Perché il mouse funzionasse, erano necessari un solido rivelatore e un sistema di codificazione, una cassa toracica per riunire le parti elettroniche e quelle meccaniche, e una ghiera rimovibile per la pulizia. Era fondamentale prestare attenzione ai minimi dettagli ergonomici ed estetici del pulsante, per realizzare un mouse che potesse essere utilizzato.

Azzeccare le caratteristiche del pulsante – fargli emettere un “clic” udibile per indicare agli utenti la forza da apporre, capire quanto dovesse abbassarsi, renderlo reattivo, ma non tanto sensibile da rischiare di essere attivato per sbaglio – significava creare il mouse giusto. Fa parte di ciò che Sachs chiama “lo Zen del prodotto”, quelle qualità difficilmente descrivibili che determinano l’esperienza dell’uso di un prodotto tecnologico.
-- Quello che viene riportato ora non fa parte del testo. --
//! Machine-readable description of the `check.toml` schema.
//!
//! Built from the serialized default configuration so it always tracks the
//! typed structs. Fields whose default is absent (optional values) and
//! enumerated strings are described through the lookup tables below.

use phf::phf_map;
use serde_json::{json, Map, Value};

use crate::config::{CaseStyle, Config, NamingRule, RulesetConfig};

/// Value type of fields that default to nothing.
static OPTIONAL_TYPES: phf::Map<&'static str, &'static str> = phf_map! {
    "extends.registry" => "string",
    "settings.concurrency" => "integer",
    "code.linting.eslint.max_warnings" => "integer",
    "code.tests.required_dir" => "string",
    "code.quality.disable_comments.patterns" => "array",
    "process.branches.pattern" => "string",
    "process.commits.max_subject_length" => "integer",
    "process.pr.max_files" => "integer",
    "process.pr.max_lines" => "integer",
    "process.coverage.min_threshold" => "number",
    "process.repo.ruleset.required_reviews" => "integer",
    "process.repo.ruleset.dismiss_stale_reviews" => "boolean",
    "process.repo.ruleset.require_code_owner_reviews" => "boolean",
    "process.repo.ruleset.enforce_admins" => "boolean",
    "process.backups.region" => "string",
    "infra.tagging.region" => "string",
};

/// Tables keyed by user-chosen names rather than fixed fields.
static MAP_FIELDS: phf::Map<&'static str, &'static str> = phf_map! {
    "code.types.tsc.require" => "compilerOptions name -> required value",
    "process.hooks.commands" => "hook name -> commands",
    "process.ci.jobs" => "workflow file -> job ids",
    "process.ci.actions" => "workflow file -> action references",
    "process.ci.commands" => "workflow file -> commands",
    "infra.tagging.values" => "tag key -> allowed values",
};

static ENUMS: phf::Map<&'static str, &'static [&'static str]> = phf_map! {
    "process.coverage.enforce_in" => &["config", "ci", "both"],
    "code.naming.rules[].file_case" => &["kebab-case", "snake_case", "camelCase", "PascalCase"],
    "code.naming.rules[].folder_case" => &["kebab-case", "snake_case", "camelCase", "PascalCase"],
};

/// JSON description of every section and field with its type and default.
pub fn config_schema() -> anyhow::Result<Value> {
    let defaults = serde_json::to_value(Config::default())?;
    let mut root = describe("", &defaults)?;
    root["title"] = json!(crate::config::CONFIG_FILE_NAME);
    root["version"] = json!(env!("CARGO_PKG_VERSION"));
    Ok(root)
}

fn child_path(path: &str, key: &str) -> String {
    if path.is_empty() {
        key.to_string()
    } else {
        format!("{}.{}", path, key)
    }
}

fn describe(path: &str, value: &Value) -> anyhow::Result<Value> {
    if let Some(meaning) = MAP_FIELDS.get(path) {
        return Ok(json!({ "type": "map", "description": meaning }));
    }

    let mut node = match value {
        Value::Object(fields) => {
            let mut properties = Map::new();
            for (key, field) in fields {
                let field_path = child_path(path, key);
                properties.insert(key.clone(), describe(&field_path, field)?);
            }
            if path == "process.repo" {
                let ruleset = serde_json::to_value(RulesetConfig::default())?;
                let mut described = describe("process.repo.ruleset", &ruleset)?;
                described["optional"] = json!(true);
                properties.insert("ruleset".to_string(), described);
            }
            json!({ "type": "table", "properties": properties })
        }
        Value::Null => {
            let kind = OPTIONAL_TYPES.get(path).copied().unwrap_or("any");
            json!({ "type": kind, "optional": true })
        }
        Value::Bool(_) => json!({ "type": "boolean", "default": value }),
        Value::Number(n) if n.is_f64() => json!({ "type": "number", "default": value }),
        Value::Number(_) => json!({ "type": "integer", "default": value }),
        Value::String(_) => json!({ "type": "string", "default": value }),
        Value::Array(_) => {
            let mut node = json!({ "type": "array", "default": value });
            if path == "code.naming.rules" {
                node["items"] = naming_rule_schema()?;
            }
            node
        }
    };

    if let Some(values) = ENUMS.get(path) {
        node["enum"] = json!(values);
    }
    Ok(node)
}

fn naming_rule_schema() -> anyhow::Result<Value> {
    let sample = NamingRule {
        extensions: Vec::new(),
        file_case: CaseStyle::Kebab,
        folder_case: CaseStyle::Kebab,
        exclude: Vec::new(),
    };
    let mut items = describe("code.naming.rules[]", &serde_json::to_value(sample)?)?;
    for required in ["extensions", "file_case", "folder_case"] {
        if let Some(field) = items["properties"].get_mut(required) {
            field["required"] = json!(true);
            if let Some(obj) = field.as_object_mut() {
                obj.remove("default");
            }
        }
    }
    Ok(items)
}

#[cfg(test)]
mod tests {
    use super::*;

    #[test]
    fn test_describes_defaults() {
        let schema = config_schema().unwrap();
        let props = &schema["properties"];
        assert_eq!(schema["type"], "table");
        assert_eq!(props["settings"]["properties"]["timeout_secs"]["default"], 300);
        assert_eq!(
            props["code"]["properties"]["unused"]["properties"]["vulture"]["properties"]
                ["min_confidence"]["type"],
            "integer"
        );
        assert_eq!(
            props["process"]["properties"]["branches"]["properties"]["pattern"],
            json!({ "type": "string", "optional": true })
        );
    }

    #[test]
    fn test_enums_maps_and_nested_items() {
        let schema = config_schema().unwrap();
        let process = &schema["properties"]["process"]["properties"];
        assert_eq!(process["coverage"]["properties"]["enforce_in"]["enum"][1], "ci");
        assert_eq!(process["ci"]["properties"]["jobs"]["type"], "map");
        assert_eq!(process["repo"]["properties"]["ruleset"]["optional"], true);
        assert_eq!(
            process["repo"]["properties"]["ruleset"]["properties"]["branch"]["default"],
            "main"
        );

        let rules = &schema["properties"]["code"]["properties"]["naming"]["properties"]["rules"];
        let file_case = &rules["items"]["properties"]["file_case"];
        assert_eq!(file_case["required"], true);
        assert_eq!(file_case["enum"][3], "PascalCase");
    }
}
//! Infrastructure adapters.

pub mod tagging;

pub use tagging::Tagging;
Normalmente pensiamo alla tecnologia come a semplice scienza applicata, riducibile a disegni ed elenchi di componenti; ma come spiega Sachs, ogni dispositivo cela “una proprietà intellettuale intangibile riguardo al funzionamento di qualcosa, che non si può assolutamente documentare, o cose in cui la lingua non ci è d’aiuto. Lo Zen del prodotto è una cosa che non si può mettere per iscritto”. Questo potrebbe aiutare a spiegare perché la storia del mouse Apple non sia molto conosciuta. Sembrerebbe avere tutti gli ingredienti di una delle migliori storie tipiche della Silicon Valley – giovani protagonisti, innovazione rivoluzionaria, un prodotto dal successo sfrenato, un cammeo di Steve Jobs – ma il design di prodotto non è proprio una cosa di cui i giornalisti o gli storici propendono a scrivere. Viene considerato invisibile: il lavoro dei progettisti appartiene ai loro clienti. Il contrario della moda, in cui gli stilisti sono nomi familiari e i produttori restano anonimi. Le aziende in realtà potrebbero dimenticarsi di essere state clienti; basti pensare che il primo brevetto Apple presentato sul proprio mouse è stato erroneamente attribuito esclusivamente ad un dipendente. Ma non è tutto. Persino tra gli aneddoti della Apple, “il mouse si perde, c’è e non c’è”, dice Sachs. “Chi tra noi ha partecipato alla progettazione sorride a questo proposito, perché il nostro obbiettivo era proprio di renderlo fluido e invisibile”, aggiunge. “Il fatto che il mouse fosse discreto e naturale è il risultato di molto lavoro”. Sono pochi gli utenti a notare il peso del filo, o l’effetto del connettore che collega il filo al mouse sull’agilità del mouse stesso, o il movimento silenzioso della sfera sul tavolo. Ed è così che dovrebbe andare. E’ destino peculiare del design ben fatto quello di cancellare le proprie tracce; il design fatto male si nota molto di più (vi ricordate del primo mouse iMac?). Pur essendo orgogliosi della popolarità del mouse, i progettisti lo sono ancora di più del suo essere invisibile.